For \[Q = {A_1}{V_1}\]

\[{V_1} = \dfrac{Q}{{{A_1}}} = \dfrac{{35 \times {{10}^{ - 3}}}}{{0.0314}}\]

\[{V_1} = 1.114~m/s\]

And for \[Q = {A_2}{V_2}\]

\[{V_2} = \dfrac{Q}{{{A_2}}} = \dfrac{{35 \times {{10}^{ - 3}}}}{{0.00785}}\]

\[{V_2} = 4.456~m/s\]

Applying Bernoulli’s equation in sections \[1\] and \[2\],

\[\dfrac{{{p_1}}}{{\rho g}} + \dfrac{{{v_1}^2}}{{2g}} + {z_1} = \dfrac{{{p_2}}}{{\rho g}} + \dfrac{{{v_2}^2}}{{2g}} + {z_2}\]
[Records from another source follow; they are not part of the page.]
//! # logseed-eval
//!
//! Turns Sigma detection rules into query-like strings in which every match
//! value is replaced by a *synthetic* sample value that would satisfy the
//! original matcher — `CommandLine|contains: whoami` becomes
//! `commandline contains 'Xu3whoamiZt9qf'`. The output is meant for seeding
//! log generators and test fixtures with events a rule would fire on.
//!
//! ## Architecture
//!
//! - **Synthetic generator** ([`SyntheticDataGenerator`]): random strings
//!   satisfying contains/startswith/endswith, regex samples via the
//!   `regex-syntax` HIR, CIDR host sampling via `ipnet`.
//! - **Modifier pipeline** ([`modifier`]): compiles a `(ValueModifier)*
//!   Comparator?` chain into a filter renderer.
//! - **Search evaluation + condition walking**: each named search becomes a
//!   list of filter strings, each condition a token list; the driver
//!   substitutes identifiers with filters to form the final queries.
//!
//! ## Quick Start
//!
//! ```rust
//! use logseed_parser::parse_rule_yaml;
//! use logseed_eval::RuleEvaluator;
//!
//! let yaml = r#"
//! title: Detect Whoami
//! logsource:
//!     product: windows
//!     category: process_creation
//! detection:
//!     selection:
//!         CommandLine|contains: 'whoami'
//!     condition: selection
//! level: medium
//! "#;
//!
//! let rule = parse_rule_yaml(yaml).unwrap();
//! let mut evaluator = RuleEvaluator::for_rule(rule);
//! let result = evaluator.alters().unwrap();
//! assert!(result.queries[0].contains("whoami"));
//! ```

pub mod error;
pub mod evaluator;
pub mod modifier;
pub mod result;
pub mod search;
pub mod synth;
pub mod walker;

// Re-export the most commonly used types and functions at crate root
pub use error::{EvalError, Result};
pub use evaluator::{PlaceholderExpander, RuleEvaluator};
pub use modifier::{CompiledComparator, Comparator, MatchMode, ValueTransform};
pub use result::Evaluation;
pub use synth::SyntheticDataGenerator;
//! AST types for Sigma rules: metadata, logsource, detection searches, and
//! condition expressions.
//!
//! Reference: Sigma specification V2.0.0 (2024-08-08)

use std::collections::HashMap;
use std::fmt;
use std::str::FromStr;

use serde::Serialize;

use crate::value::SigmaValue;

// =============================================================================
// Enumerations
// =============================================================================

/// Rule maturity status.
#[derive(Debug, Clone, Copy, PartialEq, Eq, Hash, Serialize)]
#[serde(rename_all = "lowercase")]
pub enum Status {
    Stable,
    Test,
    Experimental,
    Deprecated,
    Unsupported,
}

impl FromStr for Status {
    type Err = ();

    fn from_str(s: &str) -> Result<Self, ()> {
        match s {
            "stable" => Ok(Status::Stable),
            "test" => Ok(Status::Test),
            "experimental" => Ok(Status::Experimental),
            "deprecated" => Ok(Status::Deprecated),
            "unsupported" => Ok(Status::Unsupported),
            _ => Err(()),
        }
    }
}

/// Severity level of a triggered rule.
#[derive(Debug, Clone, Copy, PartialEq, Eq, Hash, Serialize)]
#[serde(rename_all = "lowercase")]
pub enum Level {
    Informational,
    Low,
    Medium,
    High,
    Critical,
}

impl FromStr for Level {
    type Err = ();

    fn from_str(s: &str) -> Result<Self, ()> {
        match s {
            "informational" => Ok(Level::Informational),
            "low" => Ok(Level::Low),
            "medium" => Ok(Level::Medium),
            "high" => Ok(Level::High),
            "critical" => Ok(Level::Critical),
            _ => Err(()),
        }
    }
}

// =============================================================================
// Field Modifiers
// =============================================================================

/// Sigma field modifier tokens, parsed from detection keys like
/// `CommandLine|contains` or `Destination|contains|all`.
///
/// This is the parser's vocabulary: it covers the full Sigma token set so
/// rules from public rule packs load cleanly. Which of these the evaluator
/// actually supports is the evaluator's concern.
#[derive(Debug, Clone, Copy, PartialEq, Eq, Hash, Serialize)]
#[serde(rename_all = "lowercase")]
pub enum Modifier {
    // String matching
    Contains,
    StartsWith,
    EndsWith,

    // Value linking
    All,

    // Encoding
    Base64,
    Base64Offset,
    Wide,
    WindAsh,

    // Pattern matching
    Re,
    Cidr,

    // Case sensitivity
    Cased,

    // Field existence / references / placeholders
    Exists,
    Expand,
    FieldRef,

    // Numeric comparison
    Gt,
    Gte,
    Lt,
    Lte,
}

impl Modifier {
    /// The token as it appears in a rule, e.g. `"startswith"`.
    pub fn token(&self) -> &'static str {
        match self {
            Modifier::Contains => "contains",
            Modifier::StartsWith => "startswith",
            Modifier::EndsWith => "endswith",
            Modifier::All => "all",
            Modifier::Base64 => "base64",
            Modifier::Base64Offset => "base64offset",
            Modifier::Wide => "wide",
            Modifier::WindAsh => "windash",
            Modifier::Re => "re",
            Modifier::Cidr => "cidr",
            Modifier::Cased => "cased",
            Modifier::Exists => "exists",
            Modifier::Expand => "expand",
            Modifier::FieldRef => "fieldref",
            Modifier::Gt => "gt",
            Modifier::Gte => "gte",
            Modifier::Lt => "lt",
            Modifier::Lte => "lte",
        }
    }
}

impl fmt::Display for Modifier {
    fn fmt(&self, f: &mut fmt::Formatter<'_>) -> fmt::Result {
        write!(f, "{}", self.token())
    }
}

impl FromStr for Modifier {
    type Err = ();

    fn from_str(s: &str) -> Result<Self, ()> {
        match s {
            "contains" => Ok(Modifier::Contains),
            "startswith" => Ok(Modifier::StartsWith),
            "endswith" => Ok(Modifier::EndsWith),
            "all" => Ok(Modifier::All),
            "base64" => Ok(Modifier::Base64),
            "base64offset" => Ok(Modifier::Base64Offset),
            "wide" => Ok(Modifier::Wide),
            "windash" => Ok(Modifier::WindAsh),
            "re" => Ok(Modifier::Re),
            "cidr" => Ok(Modifier::Cidr),
            "cased" => Ok(Modifier::Cased),
            "exists" => Ok(Modifier::Exists),
            "expand" => Ok(Modifier::Expand),
            "fieldref" => Ok(Modifier::FieldRef),
            "gt" => Ok(Modifier::Gt),
            "gte" => Ok(Modifier::Gte),
            "lt" => Ok(Modifier::Lt),
            "lte" => Ok(Modifier::Lte),
            _ => Err(()),
        }
    }
}

// =============================================================================
// Searches
// =============================================================================

/// One field-matching clause: a field name, its modifier chain, and the
/// value(s) the field is expected to take.
#[derive(Debug, Clone, PartialEq, Serialize)]
pub struct FieldMatcher {
    pub field: String,
    pub modifiers: Vec<Modifier>,
    pub values: Vec<SigmaValue>,
}

/// A conjunction of field matchers: all of them must hold for the event
/// matcher to hold.
pub type EventMatcher = Vec<FieldMatcher>;

/// A named search: the disjunction of its event matchers, or a bare keyword
/// list when the rule gives plain values without field names.
#[derive(Debug, Clone, Default, PartialEq, Serialize)]
pub struct Search {
    pub keywords: Vec<SigmaValue>,
    pub event_matchers: Vec<EventMatcher>,
}

// =============================================================================
// Condition Expression AST
// =============================================================================

/// Parsed condition expression over named searches.
///
/// Produced by the PEG grammar + Pratt parser from condition strings like
/// `selection and not filter` or `1 of selection_* and not all of filter_*`.
#[derive(Debug, Clone, PartialEq, Eq, Serialize)]
pub enum SearchExpr {
    /// Logical AND of sub-expressions.
    And(Vec<SearchExpr>),
    /// Logical OR of sub-expressions.
    Or(Vec<SearchExpr>),
    /// Logical NOT of a sub-expression.
    Not(Box<SearchExpr>),
    /// Reference to a named search.
    Ident(String),
    /// Quantified selector: `1 of them`, `all of selection_*`, etc.
    Selector {
        quantifier: Quantifier,
        pattern: SelectorPattern,
    },
}

impl fmt::Display for SearchExpr {
    fn fmt(&self, f: &mut fmt::Formatter<'_>) -> fmt::Result {
        match self {
            SearchExpr::And(args) => {
                let parts: Vec<String> = args.iter().map(|a| format!("{a}")).collect();
                write!(f, "({})", parts.join(" and "))
            }
            SearchExpr::Or(args) => {
                let parts: Vec<String> = args.iter().map(|a| format!("{a}")).collect();
                write!(f, "({})", parts.join(" or "))
            }
            SearchExpr::Not(arg) => write!(f, "not {arg}"),
            SearchExpr::Ident(id) => write!(f, "{id}"),
            SearchExpr::Selector {
                quantifier,
                pattern,
            } => write!(f, "{quantifier} of {pattern}"),
        }
    }
}

/// Quantifier in a selector expression.
#[derive(Debug, Clone, PartialEq, Eq, Serialize)]
pub enum Quantifier {
    /// Match any (at least one): `1 of ...` or `any of ...`
    Any,
    /// Match all: `all of ...`
    All,
    /// Match a specific count: `N of ...` (parsed but unsupported downstream)
    Count(u64),
}

impl fmt::Display for Quantifier {
    fn fmt(&self, f: &mut fmt::Formatter<'_>) -> fmt::Result {
        match self {
            Quantifier::Any => write!(f, "1"),
            Quantifier::All => write!(f, "all"),
            Quantifier::Count(n) => write!(f, "{n}"),
        }
    }
}

/// Target pattern in a selector expression.
#[derive(Debug, Clone, PartialEq, Eq, Serialize)]
pub enum SelectorPattern {
    /// All search identifiers: `... of them`
    Them,
    /// A wildcard pattern matching search names: `... of selection_*`
    Pattern(String),
}

impl fmt::Display for SelectorPattern {
    fn fmt(&self, f: &mut fmt::Formatter<'_>) -> fmt::Result {
        match self {
            SelectorPattern::Them => write!(f, "them"),
            SelectorPattern::Pattern(p) => write!(f, "{p}"),
        }
    }
}

/// One entry from the rule's `condition`, with any trailing aggregation
/// expression (`| count() > 5`) kept as an opaque string.
#[derive(Debug, Clone, PartialEq, Serialize)]
pub struct Condition {
    pub search: SearchExpr,
    pub aggregation: Option<String>,
}

// =============================================================================
// Detection Section
// =============================================================================

/// The complete detection section of a Sigma rule: named searches plus the
/// ordered list of conditions over them.
///
/// `searches` is a `HashMap`, so iteration order is unspecified; consumers
/// that need reproducible output (selector expansion, for one) must impose
/// their own ordering.
#[derive(Debug, Clone, Default, PartialEq, Serialize)]
pub struct Detection {
    pub searches: HashMap<String, Search>,
    pub conditions: Vec<Condition>,
    /// Raw condition strings, before parsing.
    pub condition_strings: Vec<String>,
    pub timeframe: Option<String>,
}

// =============================================================================
// Log Source
// =============================================================================

/// Log source specification: the telemetry feed a rule targets.
#[derive(Debug, Clone, Default, PartialEq, Eq, Serialize)]
pub struct Logsource {
    pub category: Option<String>,
    pub product: Option<String>,
    pub service: Option<String>,
}

// =============================================================================
// Rule
// =============================================================================

/// A complete Sigma detection rule.
#[derive(Debug, Clone, PartialEq, Serialize)]
pub struct Rule {
    // Required fields
    pub title: String,
    pub logsource: Logsource,
    pub detection: Detection,

    // Optional metadata
    pub id: Option<String>,
    pub status: Option<Status>,
    pub description: Option<String>,
    pub author: Option<String>,
    pub references: Vec<String>,
    pub date: Option<String>,
    pub level: Option<Level>,
    pub tags: Vec<String>,
}
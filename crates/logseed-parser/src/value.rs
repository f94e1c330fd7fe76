//! Scalar value types for field matchers.

use std::fmt;

use serde::Serialize;

/// A value attached to a field matcher.
///
/// Sigma detections mostly hold scalars (strings, numbers, booleans, null).
/// Nested sequences or mappings are syntactically valid YAML, so the parser
/// preserves them as [`SigmaValue::Composite`] and leaves rejection to the
/// evaluator, which knows whether a scalar is required.
#[derive(Debug, Clone, PartialEq, Serialize)]
pub enum SigmaValue {
    String(String),
    Integer(i64),
    Float(f64),
    Bool(bool),
    Null,
    /// A non-scalar YAML value (sequence or mapping), kept verbatim.
    Composite(serde_yaml::Value),
}

impl SigmaValue {
    /// Convert a `serde_yaml::Value` into a `SigmaValue`.
    pub fn from_yaml(v: &serde_yaml::Value) -> Self {
        match v {
            serde_yaml::Value::String(s) => SigmaValue::String(s.clone()),
            serde_yaml::Value::Number(n) => {
                if let Some(i) = n.as_i64() {
                    SigmaValue::Integer(i)
                } else if let Some(f) = n.as_f64() {
                    SigmaValue::Float(f)
                } else {
                    SigmaValue::Null
                }
            }
            serde_yaml::Value::Bool(b) => SigmaValue::Bool(*b),
            serde_yaml::Value::Null => SigmaValue::Null,
            other => SigmaValue::Composite(other.clone()),
        }
    }

    pub fn is_scalar(&self) -> bool {
        !matches!(self, SigmaValue::Composite(_))
    }
}

impl fmt::Display for SigmaValue {
    fn fmt(&self, f: &mut fmt::Formatter<'_>) -> fmt::Result {
        match self {
            SigmaValue::String(s) => write!(f, "{s}"),
            SigmaValue::Integer(n) => write!(f, "{n}"),
            SigmaValue::Float(n) => write!(f, "{n}"),
            SigmaValue::Bool(b) => write!(f, "{b}"),
            SigmaValue::Null => write!(f, "null"),
            SigmaValue::Composite(_) => write!(f, "<composite>"),
        }
    }
}

#[cfg(test)]
mod tests {
    use super::*;

    fn yaml(s: &str) -> serde_yaml::Value {
        serde_yaml::from_str(s).unwrap()
    }

    #[test]
    fn test_scalar_conversion() {
        assert_eq!(
            SigmaValue::from_yaml(&yaml("hello")),
            SigmaValue::String("hello".to_string())
        );
        assert_eq!(SigmaValue::from_yaml(&yaml("42")), SigmaValue::Integer(42));
        assert_eq!(SigmaValue::from_yaml(&yaml("1.5")), SigmaValue::Float(1.5));
        assert_eq!(SigmaValue::from_yaml(&yaml("true")), SigmaValue::Bool(true));
        assert_eq!(SigmaValue::from_yaml(&yaml("null")), SigmaValue::Null);
    }

    #[test]
    fn test_composite_preserved() {
        let v = SigmaValue::from_yaml(&yaml("[1, 2]"));
        assert!(!v.is_scalar());
    }

    #[test]
    fn test_display_matches_canonical_form() {
        assert_eq!(SigmaValue::Bool(true).to_string(), "true");
        assert_eq!(SigmaValue::Integer(-7).to_string(), "-7");
        assert_eq!(SigmaValue::Null.to_string(), "null");
        assert_eq!(SigmaValue::Float(0.5).to_string(), "0.5");
    }
}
\[\dfrac{{39.24 \times {{10}^4}}}{{1000 \times 9.81}} + \dfrac{{{{1.114}^2}}}{{2 \times 9.81}} + 6 = \dfrac{{{p_2}}}{{1000 \times 9.81}} + \dfrac{{{{4.456}^2}}}{{2 \times 9.81}} + 4\]

\[40 + 0.063 + 6 = \dfrac{{{p_2}}}{{9810}} + 1.012 + 4\]

\[46.063 = \dfrac{{{p_2}}}{{9810}} + 5.012\]

\[\dfrac{{{p_2}}}{{9810}} = 46.063 - 5.012\]

\[\dfrac{{{p_2}}}{{9810}} = 41.051\]

\[{p_2} = 40.27~N/{{cm}^2}\]

Important Points to Remember

It is vital to note that when obtaining this equation, we assume that there is no loss of energy due to friction if we adopt the energy conservation principle. However, there is an energy loss due to internal friction induced by fluid flow. This will result in some energy loss.

Important Formulas to Remember from Bernoulli’s Theorem

\[{p_1} + \dfrac{1}{2}p{v_1}^2pg{y_1} = {p_2} + \dfrac{1}{2}p{v_2}^2pg{y_2}\]

• p is the static pressure of the fluid across the cross-section.

• \[\rho \] is the density of the fluid.

• g is the acceleration due to gravity.

• v is the mean velocity of the fluid flow.

• y is the elevation head of the cross-section.